How CNN Enabled Rick Santorum To Minimize Ethnic Cleansing

On April 23, former GOP Senator Rick Santorum minimized the ethnic cleansing of Native Americans in an address to the right-wing Young America’s Foundation at their “Standing Up for Faith and Freedom” conference.

“We have Native Americans but candidly there isn’t much Native American culture in American culture,” said Santorum.

“We came here and created a blank slate. We birthed a nation from nothing.”

Santorum isn’t just some random conservative who used to hold office after he was humiliated in a 58.6% to 41.3% drubbing against Sen. Bob Casey in 2006.

No, because of CNN, Rick Santorum is prominent face in America who used his white privilege to erase the mass murder of hundreds of thousands of people.

After his failed presidential run in 2012, Santorum was fading out of the spotlight. His career had been filled with serial foot-in-mouth moments, including a disgusting episode where he compared homosexuality to bestiality and saying he opposed welfare for “blah” people.

But this did not deter CNN from hiring him in 2017.

CNN was then fresh off a year in which the network breathlessly covered Trump as he traipsed through the Republican nomination and on to the general election, at some points filling their air with shots of Trump’s podium just sitting there.

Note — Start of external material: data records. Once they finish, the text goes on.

use crate::constants::SIMPLE_HEADER;
use crate::headers::Headers;
use crate::util::{equals_ignore_case, normalize_lower};

/// Whether any request header needs allow-listing and is missing from `allowed`.
///
/// Both sides compare case-insensitively; `content-type` never needs allow-listing.
pub(crate) fn has_disallowed_headers(allowed: &[String], request_headers: &Headers) -> bool {
    request_headers
        .keys()
        .any(|name| !is_simple_header(name) && !contains_ignore_case(allowed, name))
}

/// Name reported in the header rejection message.
///
/// This is the first request header, in insertion order, whose name is not an exact,
/// case-sensitive member of `allowed`. It can differ from the header that triggered
/// [`has_disallowed_headers`], e.g. a lowercase `content-type` or `authorization`.
pub(crate) fn reported_header<'a>(allowed: &[String], request_headers: &'a Headers) -> Option<&'a str> {
    request_headers
        .keys()
        .find(|name| !allowed.iter().any(|allowed_header| allowed_header == *name))
        .map(String::as_str)
}

fn is_simple_header(name: &str) -> bool {
    normalize_lower(name) == SIMPLE_HEADER
}

fn contains_ignore_case(allowed: &[String], name: &str) -> bool {
    allowed
        .iter()
        .any(|allowed_header| equals_ignore_case(allowed_header, name))
}

#[cfg(test)]
#[path = "allowed_headers_test.rs"]
mod allowed_headers_test;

The network, chasing that high from Trump-infused ratings, added Santorum to their stable of pro-Trump shills. These people were not on CNN to give their viewers some kind of perspective and insight. They were paid by the purportedly “liberal” media outlet (at least according to conservatives) to talk about how great Trump was.

As if we didn’t hear that enough from the mainstream media reporters like CNN’s own Dana Bash who proclaimed so many times that Trump had changed his “tone” that it became a sick joke.

CNN used its reputation as a venue for real news — and there are still decent journalists working there, sharing a makeup room with Santorum — to expose their audience to a steady diet of pro-Trump shillery.

And now this is what that mindset has wrought.

Fawn Sharp, president of the National Congress of American Indians, called out CNN in a statement on April 26:

Rick Santorum is an unhinged and embarrassing racist who disgraces CNN and any other media company that provides him a platform. Televising someone with his views on Native American genocide is fundamentally no different than putting an outright Nazi on television to justify the Holocaust. Any mainstream media organization should fire him or face a boycott from more than 500 Tribal Nations and our allies from across the country and worldwide.

Make your choice. Do you stand with White Supremacists justifying Native American genocide, or do you stand with Native Americans?

Santorum’s statement is the kind of nonsense that, if it had been said by someone at Fox News or by an elected official (especially a Democrat) that CNN would have lost its mind over.

Instead the network appears to have decided to be silent and just ride it out.

The network’s senior media reporter, Brian Stelter, hasn’t bothered to say anything about it.

CNN built up to this moment and while they don’t control Santorum’s mouth, they gave him the platform that he has chosen to use in this manner. CNN owns this moment.